■ Records for the exercise

▬▬▬▬▬▬▬▬▬▬

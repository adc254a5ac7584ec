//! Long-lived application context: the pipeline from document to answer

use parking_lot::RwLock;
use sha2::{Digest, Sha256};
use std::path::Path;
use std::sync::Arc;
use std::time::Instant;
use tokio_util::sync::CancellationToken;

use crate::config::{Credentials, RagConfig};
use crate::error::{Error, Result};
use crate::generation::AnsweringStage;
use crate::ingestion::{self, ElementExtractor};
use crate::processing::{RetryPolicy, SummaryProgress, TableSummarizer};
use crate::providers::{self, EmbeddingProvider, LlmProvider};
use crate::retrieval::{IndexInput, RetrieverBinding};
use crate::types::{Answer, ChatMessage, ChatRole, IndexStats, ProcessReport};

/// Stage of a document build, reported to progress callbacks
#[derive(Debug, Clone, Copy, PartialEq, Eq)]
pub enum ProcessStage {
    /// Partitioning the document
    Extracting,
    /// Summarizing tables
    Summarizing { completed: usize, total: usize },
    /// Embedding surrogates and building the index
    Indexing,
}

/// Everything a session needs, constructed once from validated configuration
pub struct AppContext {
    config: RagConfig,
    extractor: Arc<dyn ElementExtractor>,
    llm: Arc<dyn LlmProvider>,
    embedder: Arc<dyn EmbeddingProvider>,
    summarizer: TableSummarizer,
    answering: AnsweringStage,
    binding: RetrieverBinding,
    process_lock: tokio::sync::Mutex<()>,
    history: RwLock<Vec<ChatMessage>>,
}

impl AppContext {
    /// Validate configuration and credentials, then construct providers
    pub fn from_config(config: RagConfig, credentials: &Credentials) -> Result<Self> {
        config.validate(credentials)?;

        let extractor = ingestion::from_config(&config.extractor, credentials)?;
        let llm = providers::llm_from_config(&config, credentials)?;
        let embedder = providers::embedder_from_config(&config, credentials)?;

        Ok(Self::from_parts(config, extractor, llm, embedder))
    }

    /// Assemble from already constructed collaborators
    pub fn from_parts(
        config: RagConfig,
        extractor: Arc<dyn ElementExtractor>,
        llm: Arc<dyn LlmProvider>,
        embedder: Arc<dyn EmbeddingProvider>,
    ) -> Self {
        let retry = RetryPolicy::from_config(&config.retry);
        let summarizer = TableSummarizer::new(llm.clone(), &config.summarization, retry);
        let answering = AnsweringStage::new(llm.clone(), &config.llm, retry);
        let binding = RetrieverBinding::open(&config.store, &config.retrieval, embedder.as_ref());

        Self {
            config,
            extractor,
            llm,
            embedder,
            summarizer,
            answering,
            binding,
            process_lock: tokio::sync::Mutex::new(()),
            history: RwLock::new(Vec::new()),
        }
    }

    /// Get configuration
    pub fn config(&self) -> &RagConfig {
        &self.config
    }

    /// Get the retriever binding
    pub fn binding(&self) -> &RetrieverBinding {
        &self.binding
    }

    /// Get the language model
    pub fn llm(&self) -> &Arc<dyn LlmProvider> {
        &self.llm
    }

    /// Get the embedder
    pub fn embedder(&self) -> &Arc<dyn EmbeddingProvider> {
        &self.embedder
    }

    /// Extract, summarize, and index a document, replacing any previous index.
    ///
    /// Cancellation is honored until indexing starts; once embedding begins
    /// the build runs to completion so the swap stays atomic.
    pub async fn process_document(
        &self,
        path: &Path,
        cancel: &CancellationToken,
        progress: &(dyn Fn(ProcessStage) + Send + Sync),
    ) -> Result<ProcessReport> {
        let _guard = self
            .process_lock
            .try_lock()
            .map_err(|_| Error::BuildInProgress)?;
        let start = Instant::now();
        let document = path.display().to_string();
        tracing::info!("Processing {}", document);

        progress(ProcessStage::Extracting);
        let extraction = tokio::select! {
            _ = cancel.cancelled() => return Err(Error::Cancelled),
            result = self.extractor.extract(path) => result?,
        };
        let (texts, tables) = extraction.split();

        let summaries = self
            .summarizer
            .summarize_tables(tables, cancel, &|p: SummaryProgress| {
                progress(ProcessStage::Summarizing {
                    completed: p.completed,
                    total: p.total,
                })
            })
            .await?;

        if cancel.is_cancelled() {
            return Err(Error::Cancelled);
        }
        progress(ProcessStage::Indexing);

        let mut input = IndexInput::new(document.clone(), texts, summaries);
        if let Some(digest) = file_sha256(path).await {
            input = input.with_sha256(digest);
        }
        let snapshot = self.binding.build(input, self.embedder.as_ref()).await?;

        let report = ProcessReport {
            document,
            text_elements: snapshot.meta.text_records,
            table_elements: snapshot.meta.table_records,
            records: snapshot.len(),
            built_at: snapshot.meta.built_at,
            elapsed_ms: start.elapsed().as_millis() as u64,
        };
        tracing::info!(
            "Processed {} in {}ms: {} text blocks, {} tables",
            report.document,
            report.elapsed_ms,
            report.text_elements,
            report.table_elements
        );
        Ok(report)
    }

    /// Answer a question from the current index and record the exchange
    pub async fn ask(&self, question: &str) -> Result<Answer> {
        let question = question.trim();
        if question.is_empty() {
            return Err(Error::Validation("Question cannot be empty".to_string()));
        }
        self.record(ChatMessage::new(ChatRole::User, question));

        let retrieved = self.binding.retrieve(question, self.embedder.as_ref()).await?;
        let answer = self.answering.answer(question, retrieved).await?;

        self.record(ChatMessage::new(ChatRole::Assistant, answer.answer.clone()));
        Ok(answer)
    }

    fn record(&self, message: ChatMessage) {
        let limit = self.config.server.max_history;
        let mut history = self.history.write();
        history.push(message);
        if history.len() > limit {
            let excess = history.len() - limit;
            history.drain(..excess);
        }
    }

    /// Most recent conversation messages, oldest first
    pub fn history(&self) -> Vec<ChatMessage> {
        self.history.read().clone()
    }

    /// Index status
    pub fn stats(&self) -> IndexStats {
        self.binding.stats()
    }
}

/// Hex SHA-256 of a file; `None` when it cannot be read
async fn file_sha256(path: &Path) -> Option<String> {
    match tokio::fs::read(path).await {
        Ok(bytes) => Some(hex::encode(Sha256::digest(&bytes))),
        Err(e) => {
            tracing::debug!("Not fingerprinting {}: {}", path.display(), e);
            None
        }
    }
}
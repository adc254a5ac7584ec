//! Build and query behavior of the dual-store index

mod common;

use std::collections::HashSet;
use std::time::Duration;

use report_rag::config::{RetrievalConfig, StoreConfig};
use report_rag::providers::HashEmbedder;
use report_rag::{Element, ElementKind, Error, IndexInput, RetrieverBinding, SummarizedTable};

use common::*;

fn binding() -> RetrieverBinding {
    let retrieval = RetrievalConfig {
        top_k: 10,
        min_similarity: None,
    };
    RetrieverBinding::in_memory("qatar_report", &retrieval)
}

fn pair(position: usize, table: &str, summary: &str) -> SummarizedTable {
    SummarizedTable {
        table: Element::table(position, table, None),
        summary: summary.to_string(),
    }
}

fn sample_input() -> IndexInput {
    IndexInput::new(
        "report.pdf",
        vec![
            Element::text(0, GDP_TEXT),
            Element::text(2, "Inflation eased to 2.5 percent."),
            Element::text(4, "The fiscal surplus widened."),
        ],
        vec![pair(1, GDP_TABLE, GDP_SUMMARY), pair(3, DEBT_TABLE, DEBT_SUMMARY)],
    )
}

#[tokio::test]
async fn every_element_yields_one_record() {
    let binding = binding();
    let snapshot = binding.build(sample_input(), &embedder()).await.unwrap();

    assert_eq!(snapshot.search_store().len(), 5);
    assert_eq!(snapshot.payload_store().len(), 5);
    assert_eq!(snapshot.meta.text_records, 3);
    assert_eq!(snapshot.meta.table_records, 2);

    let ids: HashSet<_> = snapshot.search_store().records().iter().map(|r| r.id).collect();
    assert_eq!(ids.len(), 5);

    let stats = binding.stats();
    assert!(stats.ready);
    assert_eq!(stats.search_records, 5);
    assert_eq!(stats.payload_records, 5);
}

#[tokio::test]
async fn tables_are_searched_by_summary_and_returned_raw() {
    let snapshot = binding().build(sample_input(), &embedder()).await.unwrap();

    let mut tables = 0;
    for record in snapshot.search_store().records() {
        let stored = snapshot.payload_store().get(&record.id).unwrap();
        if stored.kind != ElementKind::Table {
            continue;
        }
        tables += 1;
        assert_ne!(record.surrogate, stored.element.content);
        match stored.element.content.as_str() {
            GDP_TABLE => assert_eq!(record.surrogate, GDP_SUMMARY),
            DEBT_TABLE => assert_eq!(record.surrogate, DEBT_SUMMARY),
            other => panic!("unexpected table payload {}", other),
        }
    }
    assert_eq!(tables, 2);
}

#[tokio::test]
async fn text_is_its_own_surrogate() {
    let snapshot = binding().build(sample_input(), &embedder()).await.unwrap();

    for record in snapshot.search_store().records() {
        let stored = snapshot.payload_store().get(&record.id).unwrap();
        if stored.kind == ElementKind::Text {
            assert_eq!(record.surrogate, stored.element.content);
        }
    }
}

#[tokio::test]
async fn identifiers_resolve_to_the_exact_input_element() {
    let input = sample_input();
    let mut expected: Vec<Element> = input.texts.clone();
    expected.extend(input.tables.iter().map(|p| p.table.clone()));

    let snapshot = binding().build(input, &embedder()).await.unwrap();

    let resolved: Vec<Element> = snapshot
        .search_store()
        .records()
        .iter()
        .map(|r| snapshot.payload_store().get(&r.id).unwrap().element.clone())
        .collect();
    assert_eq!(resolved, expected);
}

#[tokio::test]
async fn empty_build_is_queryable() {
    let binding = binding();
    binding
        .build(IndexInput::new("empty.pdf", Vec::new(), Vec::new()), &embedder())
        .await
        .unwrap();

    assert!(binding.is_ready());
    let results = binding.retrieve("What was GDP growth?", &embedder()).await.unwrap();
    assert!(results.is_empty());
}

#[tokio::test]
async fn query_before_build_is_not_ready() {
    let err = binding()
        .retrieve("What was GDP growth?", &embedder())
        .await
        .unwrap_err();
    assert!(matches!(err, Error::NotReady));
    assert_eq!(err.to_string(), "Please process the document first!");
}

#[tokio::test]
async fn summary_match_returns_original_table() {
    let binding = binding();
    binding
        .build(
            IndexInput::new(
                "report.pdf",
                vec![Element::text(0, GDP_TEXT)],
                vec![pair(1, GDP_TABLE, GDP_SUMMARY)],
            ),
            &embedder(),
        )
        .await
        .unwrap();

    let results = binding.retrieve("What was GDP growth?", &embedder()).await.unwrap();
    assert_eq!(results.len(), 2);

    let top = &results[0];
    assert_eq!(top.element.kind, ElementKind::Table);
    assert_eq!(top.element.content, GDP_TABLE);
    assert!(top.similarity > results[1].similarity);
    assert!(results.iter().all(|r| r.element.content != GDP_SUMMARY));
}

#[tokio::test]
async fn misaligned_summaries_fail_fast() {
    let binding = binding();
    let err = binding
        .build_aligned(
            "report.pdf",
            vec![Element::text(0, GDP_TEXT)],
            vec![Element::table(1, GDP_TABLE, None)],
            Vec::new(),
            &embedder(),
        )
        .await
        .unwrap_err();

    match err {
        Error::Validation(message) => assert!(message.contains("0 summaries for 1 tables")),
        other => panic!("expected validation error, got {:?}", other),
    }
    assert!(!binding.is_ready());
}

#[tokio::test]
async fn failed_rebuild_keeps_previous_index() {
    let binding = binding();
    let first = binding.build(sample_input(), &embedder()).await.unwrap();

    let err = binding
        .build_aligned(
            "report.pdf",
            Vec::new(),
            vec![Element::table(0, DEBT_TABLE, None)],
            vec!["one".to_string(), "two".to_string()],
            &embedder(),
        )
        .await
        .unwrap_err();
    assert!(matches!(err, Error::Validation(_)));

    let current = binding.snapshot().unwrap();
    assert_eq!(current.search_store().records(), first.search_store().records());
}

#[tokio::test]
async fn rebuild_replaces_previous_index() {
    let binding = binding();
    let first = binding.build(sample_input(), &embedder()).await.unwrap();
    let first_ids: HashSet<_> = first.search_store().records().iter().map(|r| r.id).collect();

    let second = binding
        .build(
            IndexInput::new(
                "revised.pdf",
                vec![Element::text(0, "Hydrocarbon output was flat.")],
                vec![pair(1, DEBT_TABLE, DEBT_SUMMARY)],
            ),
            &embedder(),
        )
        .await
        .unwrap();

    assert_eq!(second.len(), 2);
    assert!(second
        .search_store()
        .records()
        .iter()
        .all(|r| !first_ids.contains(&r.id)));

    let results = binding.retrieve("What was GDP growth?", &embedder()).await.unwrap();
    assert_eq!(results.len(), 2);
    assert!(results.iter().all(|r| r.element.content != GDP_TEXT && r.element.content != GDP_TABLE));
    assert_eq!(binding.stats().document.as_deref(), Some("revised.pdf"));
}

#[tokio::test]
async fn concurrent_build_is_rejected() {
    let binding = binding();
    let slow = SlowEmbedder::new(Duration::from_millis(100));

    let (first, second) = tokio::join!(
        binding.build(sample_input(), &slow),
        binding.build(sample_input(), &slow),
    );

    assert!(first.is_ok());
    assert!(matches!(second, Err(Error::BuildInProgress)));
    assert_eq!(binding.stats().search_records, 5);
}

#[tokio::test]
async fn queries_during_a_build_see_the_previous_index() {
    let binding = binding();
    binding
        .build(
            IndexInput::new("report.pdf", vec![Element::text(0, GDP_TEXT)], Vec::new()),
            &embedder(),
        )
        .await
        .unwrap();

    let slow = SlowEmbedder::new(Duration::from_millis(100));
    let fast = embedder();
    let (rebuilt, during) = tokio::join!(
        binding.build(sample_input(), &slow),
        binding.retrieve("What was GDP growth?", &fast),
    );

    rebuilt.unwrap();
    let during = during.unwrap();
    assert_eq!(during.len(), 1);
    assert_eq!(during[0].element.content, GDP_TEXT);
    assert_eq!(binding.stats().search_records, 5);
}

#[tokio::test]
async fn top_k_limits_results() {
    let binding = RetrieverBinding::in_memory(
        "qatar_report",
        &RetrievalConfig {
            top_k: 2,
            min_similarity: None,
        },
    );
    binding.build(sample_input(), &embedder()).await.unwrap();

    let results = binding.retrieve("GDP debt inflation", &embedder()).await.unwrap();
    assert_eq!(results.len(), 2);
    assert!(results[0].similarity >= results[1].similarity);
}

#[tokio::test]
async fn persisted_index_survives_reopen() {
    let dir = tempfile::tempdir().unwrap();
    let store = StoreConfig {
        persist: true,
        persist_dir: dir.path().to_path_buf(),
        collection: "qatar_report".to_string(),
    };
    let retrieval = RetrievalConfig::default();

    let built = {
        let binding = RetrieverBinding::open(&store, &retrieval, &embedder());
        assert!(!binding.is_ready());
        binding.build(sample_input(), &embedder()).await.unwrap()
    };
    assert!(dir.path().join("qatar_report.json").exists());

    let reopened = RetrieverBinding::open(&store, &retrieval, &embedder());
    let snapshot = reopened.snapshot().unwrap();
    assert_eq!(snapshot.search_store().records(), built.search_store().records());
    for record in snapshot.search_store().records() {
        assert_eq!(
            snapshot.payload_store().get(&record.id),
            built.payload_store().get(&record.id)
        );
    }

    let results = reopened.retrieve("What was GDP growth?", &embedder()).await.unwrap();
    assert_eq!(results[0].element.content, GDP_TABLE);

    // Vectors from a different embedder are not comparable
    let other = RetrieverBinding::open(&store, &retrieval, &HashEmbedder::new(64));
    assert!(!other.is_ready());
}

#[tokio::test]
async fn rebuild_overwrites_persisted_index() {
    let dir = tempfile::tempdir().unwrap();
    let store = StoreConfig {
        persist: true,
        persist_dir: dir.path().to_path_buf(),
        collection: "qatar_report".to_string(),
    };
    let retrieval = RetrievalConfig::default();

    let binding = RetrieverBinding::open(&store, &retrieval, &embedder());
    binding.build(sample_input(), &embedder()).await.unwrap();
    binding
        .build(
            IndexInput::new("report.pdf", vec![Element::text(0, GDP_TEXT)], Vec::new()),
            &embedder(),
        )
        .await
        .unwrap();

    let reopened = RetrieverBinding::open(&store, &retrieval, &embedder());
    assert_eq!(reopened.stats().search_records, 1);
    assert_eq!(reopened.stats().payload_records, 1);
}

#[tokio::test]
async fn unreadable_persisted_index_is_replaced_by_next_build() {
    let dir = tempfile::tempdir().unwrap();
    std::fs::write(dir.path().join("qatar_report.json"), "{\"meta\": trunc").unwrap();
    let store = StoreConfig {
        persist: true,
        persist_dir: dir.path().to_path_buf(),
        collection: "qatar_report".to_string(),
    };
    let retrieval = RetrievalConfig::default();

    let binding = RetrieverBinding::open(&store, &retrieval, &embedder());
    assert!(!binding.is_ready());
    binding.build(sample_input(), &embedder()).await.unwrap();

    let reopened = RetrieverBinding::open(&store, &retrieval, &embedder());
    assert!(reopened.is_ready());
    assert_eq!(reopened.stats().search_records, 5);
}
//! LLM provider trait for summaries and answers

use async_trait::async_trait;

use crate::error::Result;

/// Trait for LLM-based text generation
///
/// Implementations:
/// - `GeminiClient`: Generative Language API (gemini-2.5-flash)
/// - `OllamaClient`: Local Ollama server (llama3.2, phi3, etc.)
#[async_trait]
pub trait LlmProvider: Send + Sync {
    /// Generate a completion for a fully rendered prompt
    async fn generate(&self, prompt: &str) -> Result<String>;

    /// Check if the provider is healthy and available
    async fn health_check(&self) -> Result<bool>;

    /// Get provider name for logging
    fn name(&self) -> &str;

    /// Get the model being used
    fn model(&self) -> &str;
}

▬▬▬▬▬▬▬▬▬▬

■ About this exercise
Retype the portion of the data above that starts on the line with "assert_eq!(reopened.stats().search_records, 5);" and finishes on the line with "async fn generate(&self, prompt: &str)", including both of those lines.

■ Output for this exercise
    assert_eq!(reopened.stats().search_records, 5);
}
//! LLM provider trait for summaries and answers

use async_trait::async_trait;

use crate::error::Result;

/// Trait for LLM-based text generation
///
/// Implementations:
/// - `GeminiClient`: Generative Language API (gemini-2.5-flash)
/// - `OllamaClient`: Local Ollama server (llama3.2, phi3, etc.)
#[async_trait]
pub trait LlmProvider: Send + Sync {
    /// Generate a completion for a fully rendered prompt
    async fn generate(&self, prompt: &str) -> Result<String>;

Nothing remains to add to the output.